Find the word "HashMap" in the material below and gather every line that contains it.

* _Supplied material_:
-- Opening Marker --
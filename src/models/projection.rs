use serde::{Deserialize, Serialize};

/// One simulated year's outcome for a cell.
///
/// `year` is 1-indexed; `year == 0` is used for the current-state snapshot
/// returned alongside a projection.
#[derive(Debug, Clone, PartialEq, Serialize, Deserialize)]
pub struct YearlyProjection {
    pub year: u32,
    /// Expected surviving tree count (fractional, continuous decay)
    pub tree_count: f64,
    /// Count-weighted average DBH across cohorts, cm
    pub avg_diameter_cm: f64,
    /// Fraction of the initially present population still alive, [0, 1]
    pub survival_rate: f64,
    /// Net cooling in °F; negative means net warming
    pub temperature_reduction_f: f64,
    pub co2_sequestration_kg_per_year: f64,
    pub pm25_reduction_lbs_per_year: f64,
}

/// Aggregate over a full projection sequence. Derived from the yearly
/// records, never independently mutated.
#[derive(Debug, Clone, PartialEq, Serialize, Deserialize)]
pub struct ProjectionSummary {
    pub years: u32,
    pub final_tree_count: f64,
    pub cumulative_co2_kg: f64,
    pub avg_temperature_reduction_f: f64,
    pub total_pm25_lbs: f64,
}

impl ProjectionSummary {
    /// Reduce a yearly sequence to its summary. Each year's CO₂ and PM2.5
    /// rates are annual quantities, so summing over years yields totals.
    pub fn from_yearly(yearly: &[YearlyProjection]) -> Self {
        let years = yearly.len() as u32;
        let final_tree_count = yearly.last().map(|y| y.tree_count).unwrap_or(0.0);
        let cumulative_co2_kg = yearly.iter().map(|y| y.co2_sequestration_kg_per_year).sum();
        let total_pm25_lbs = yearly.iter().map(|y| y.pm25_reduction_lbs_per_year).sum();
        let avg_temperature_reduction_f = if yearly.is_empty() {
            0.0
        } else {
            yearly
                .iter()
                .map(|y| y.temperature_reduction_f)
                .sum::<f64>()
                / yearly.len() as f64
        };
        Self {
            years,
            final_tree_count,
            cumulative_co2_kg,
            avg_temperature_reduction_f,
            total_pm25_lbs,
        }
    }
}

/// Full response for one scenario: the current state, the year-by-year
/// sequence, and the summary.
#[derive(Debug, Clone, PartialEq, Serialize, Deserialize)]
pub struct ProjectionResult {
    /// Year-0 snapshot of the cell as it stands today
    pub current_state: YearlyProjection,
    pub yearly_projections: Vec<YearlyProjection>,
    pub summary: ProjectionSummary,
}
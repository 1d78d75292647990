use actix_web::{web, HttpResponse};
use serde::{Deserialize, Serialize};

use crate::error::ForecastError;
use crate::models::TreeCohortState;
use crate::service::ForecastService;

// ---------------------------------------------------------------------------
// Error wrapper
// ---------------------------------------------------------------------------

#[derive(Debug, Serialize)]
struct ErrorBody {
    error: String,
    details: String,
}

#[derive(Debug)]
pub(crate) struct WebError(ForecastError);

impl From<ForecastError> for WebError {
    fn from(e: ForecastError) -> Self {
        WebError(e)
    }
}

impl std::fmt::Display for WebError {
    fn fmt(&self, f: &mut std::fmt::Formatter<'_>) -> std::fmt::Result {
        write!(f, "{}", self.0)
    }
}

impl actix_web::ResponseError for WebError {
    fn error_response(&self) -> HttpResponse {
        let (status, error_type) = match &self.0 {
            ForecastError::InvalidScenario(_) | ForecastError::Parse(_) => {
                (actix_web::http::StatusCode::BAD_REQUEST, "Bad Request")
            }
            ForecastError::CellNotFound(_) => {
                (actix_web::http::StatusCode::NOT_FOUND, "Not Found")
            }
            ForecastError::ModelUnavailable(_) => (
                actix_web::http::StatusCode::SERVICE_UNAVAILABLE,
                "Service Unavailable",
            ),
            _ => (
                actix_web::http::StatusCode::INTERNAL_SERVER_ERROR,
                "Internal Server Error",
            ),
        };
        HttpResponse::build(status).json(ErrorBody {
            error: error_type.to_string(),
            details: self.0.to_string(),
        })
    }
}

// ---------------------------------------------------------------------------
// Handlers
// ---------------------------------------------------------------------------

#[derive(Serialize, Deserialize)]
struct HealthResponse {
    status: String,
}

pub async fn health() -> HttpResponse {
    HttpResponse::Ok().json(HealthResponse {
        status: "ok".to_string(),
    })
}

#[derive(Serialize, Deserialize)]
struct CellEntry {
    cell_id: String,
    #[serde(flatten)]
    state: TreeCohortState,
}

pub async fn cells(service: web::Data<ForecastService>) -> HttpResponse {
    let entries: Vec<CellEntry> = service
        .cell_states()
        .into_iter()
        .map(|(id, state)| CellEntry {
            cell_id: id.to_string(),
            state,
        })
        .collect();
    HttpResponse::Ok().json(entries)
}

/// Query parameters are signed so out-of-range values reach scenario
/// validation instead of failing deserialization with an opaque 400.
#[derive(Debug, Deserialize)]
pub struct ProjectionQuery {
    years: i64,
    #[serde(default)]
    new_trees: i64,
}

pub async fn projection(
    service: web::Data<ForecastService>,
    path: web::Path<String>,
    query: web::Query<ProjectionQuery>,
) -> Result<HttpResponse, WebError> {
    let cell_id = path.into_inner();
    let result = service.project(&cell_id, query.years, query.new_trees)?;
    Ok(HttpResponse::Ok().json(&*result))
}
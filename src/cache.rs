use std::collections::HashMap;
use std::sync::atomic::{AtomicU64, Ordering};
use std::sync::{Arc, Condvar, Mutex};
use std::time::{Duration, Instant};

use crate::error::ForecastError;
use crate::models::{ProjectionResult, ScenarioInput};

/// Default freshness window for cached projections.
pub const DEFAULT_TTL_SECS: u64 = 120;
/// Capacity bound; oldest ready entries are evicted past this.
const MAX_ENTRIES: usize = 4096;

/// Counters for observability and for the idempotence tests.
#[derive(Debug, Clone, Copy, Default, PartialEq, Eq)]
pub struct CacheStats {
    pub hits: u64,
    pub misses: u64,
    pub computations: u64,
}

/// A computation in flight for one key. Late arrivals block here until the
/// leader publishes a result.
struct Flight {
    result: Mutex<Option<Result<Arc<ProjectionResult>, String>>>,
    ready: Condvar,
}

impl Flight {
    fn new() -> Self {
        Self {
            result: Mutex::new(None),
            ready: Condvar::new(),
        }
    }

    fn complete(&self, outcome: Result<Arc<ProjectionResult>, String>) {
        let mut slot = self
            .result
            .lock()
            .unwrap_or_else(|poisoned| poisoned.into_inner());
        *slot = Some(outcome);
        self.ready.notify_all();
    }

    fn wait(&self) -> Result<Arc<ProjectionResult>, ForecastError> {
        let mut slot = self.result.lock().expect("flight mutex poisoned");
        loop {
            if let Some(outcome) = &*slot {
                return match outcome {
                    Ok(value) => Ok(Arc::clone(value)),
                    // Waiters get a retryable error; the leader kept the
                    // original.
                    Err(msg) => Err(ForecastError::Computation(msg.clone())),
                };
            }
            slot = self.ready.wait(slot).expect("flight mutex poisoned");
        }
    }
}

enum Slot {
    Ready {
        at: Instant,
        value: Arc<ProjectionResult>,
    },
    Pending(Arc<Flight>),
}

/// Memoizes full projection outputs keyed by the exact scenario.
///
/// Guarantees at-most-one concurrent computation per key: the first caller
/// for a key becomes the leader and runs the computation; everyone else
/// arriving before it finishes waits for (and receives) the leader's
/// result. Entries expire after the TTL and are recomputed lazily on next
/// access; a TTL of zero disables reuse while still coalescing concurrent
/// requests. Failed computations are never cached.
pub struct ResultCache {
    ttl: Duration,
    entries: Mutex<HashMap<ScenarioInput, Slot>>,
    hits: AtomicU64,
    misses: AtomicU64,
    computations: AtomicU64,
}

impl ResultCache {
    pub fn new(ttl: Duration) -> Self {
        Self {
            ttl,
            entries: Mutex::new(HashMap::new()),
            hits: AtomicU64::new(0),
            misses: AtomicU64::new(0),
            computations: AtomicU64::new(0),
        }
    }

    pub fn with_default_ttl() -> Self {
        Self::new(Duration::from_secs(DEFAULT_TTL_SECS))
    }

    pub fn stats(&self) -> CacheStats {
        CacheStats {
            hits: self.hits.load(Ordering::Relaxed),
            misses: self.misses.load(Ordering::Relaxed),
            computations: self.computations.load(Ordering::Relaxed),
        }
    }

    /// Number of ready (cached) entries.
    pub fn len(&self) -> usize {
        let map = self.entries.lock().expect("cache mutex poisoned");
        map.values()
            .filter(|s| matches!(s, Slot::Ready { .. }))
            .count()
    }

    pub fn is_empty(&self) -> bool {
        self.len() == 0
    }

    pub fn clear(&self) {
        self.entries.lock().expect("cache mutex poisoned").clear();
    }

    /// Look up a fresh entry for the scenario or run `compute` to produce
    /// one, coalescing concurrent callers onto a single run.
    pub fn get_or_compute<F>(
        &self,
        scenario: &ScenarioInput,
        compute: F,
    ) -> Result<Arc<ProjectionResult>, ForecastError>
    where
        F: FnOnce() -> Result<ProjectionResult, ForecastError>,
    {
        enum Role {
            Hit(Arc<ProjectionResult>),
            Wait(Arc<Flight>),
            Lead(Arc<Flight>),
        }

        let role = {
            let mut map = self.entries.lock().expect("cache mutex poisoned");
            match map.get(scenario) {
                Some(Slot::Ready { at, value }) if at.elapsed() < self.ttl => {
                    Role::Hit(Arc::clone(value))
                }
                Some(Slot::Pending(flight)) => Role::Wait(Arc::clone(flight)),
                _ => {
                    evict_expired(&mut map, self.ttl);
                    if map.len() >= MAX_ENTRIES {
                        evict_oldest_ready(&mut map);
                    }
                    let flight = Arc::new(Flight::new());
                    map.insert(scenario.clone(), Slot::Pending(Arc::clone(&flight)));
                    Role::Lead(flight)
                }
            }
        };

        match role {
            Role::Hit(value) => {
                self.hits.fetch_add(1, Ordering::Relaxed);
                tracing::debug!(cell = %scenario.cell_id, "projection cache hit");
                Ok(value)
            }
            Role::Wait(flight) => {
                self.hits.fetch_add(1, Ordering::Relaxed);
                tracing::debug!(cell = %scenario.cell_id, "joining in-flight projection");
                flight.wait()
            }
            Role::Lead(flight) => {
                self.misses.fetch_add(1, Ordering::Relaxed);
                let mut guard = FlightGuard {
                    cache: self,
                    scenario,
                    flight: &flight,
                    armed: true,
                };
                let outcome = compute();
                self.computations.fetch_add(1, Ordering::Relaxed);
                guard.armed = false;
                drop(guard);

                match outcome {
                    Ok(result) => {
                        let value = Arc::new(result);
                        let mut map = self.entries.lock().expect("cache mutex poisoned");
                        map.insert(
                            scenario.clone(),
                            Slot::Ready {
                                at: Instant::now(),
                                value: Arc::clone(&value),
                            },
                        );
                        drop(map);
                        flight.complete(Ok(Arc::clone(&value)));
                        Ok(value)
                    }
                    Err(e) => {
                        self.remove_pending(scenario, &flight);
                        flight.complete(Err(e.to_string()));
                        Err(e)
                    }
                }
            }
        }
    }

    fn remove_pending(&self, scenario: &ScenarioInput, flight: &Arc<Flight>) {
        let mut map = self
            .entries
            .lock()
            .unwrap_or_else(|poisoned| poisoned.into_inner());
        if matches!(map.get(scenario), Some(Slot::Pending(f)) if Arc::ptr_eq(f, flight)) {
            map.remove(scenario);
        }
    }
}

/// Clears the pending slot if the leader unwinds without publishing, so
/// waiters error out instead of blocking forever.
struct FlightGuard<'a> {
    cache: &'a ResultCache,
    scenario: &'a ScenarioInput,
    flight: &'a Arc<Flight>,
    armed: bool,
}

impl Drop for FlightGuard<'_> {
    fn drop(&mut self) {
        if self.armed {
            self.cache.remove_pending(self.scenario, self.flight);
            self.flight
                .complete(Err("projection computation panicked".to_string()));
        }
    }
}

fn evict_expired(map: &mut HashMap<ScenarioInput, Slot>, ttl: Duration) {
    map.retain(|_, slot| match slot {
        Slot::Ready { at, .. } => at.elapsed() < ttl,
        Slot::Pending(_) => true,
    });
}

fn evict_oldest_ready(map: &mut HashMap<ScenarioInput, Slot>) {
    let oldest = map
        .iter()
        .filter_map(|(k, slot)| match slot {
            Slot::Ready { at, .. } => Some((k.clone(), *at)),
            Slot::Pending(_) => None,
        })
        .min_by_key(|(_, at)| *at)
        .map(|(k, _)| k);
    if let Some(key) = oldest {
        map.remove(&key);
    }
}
-- Closing Marker --
* _Written response_:
use std::collections::HashMap;
    entries: Mutex<HashMap<ScenarioInput, Slot>>,
            entries: Mutex::new(HashMap::new()),
fn evict_expired(map: &mut HashMap<ScenarioInput, Slot>, ttl: Duration) {
fn evict_oldest_ready(map: &mut HashMap<ScenarioInput, Slot>) {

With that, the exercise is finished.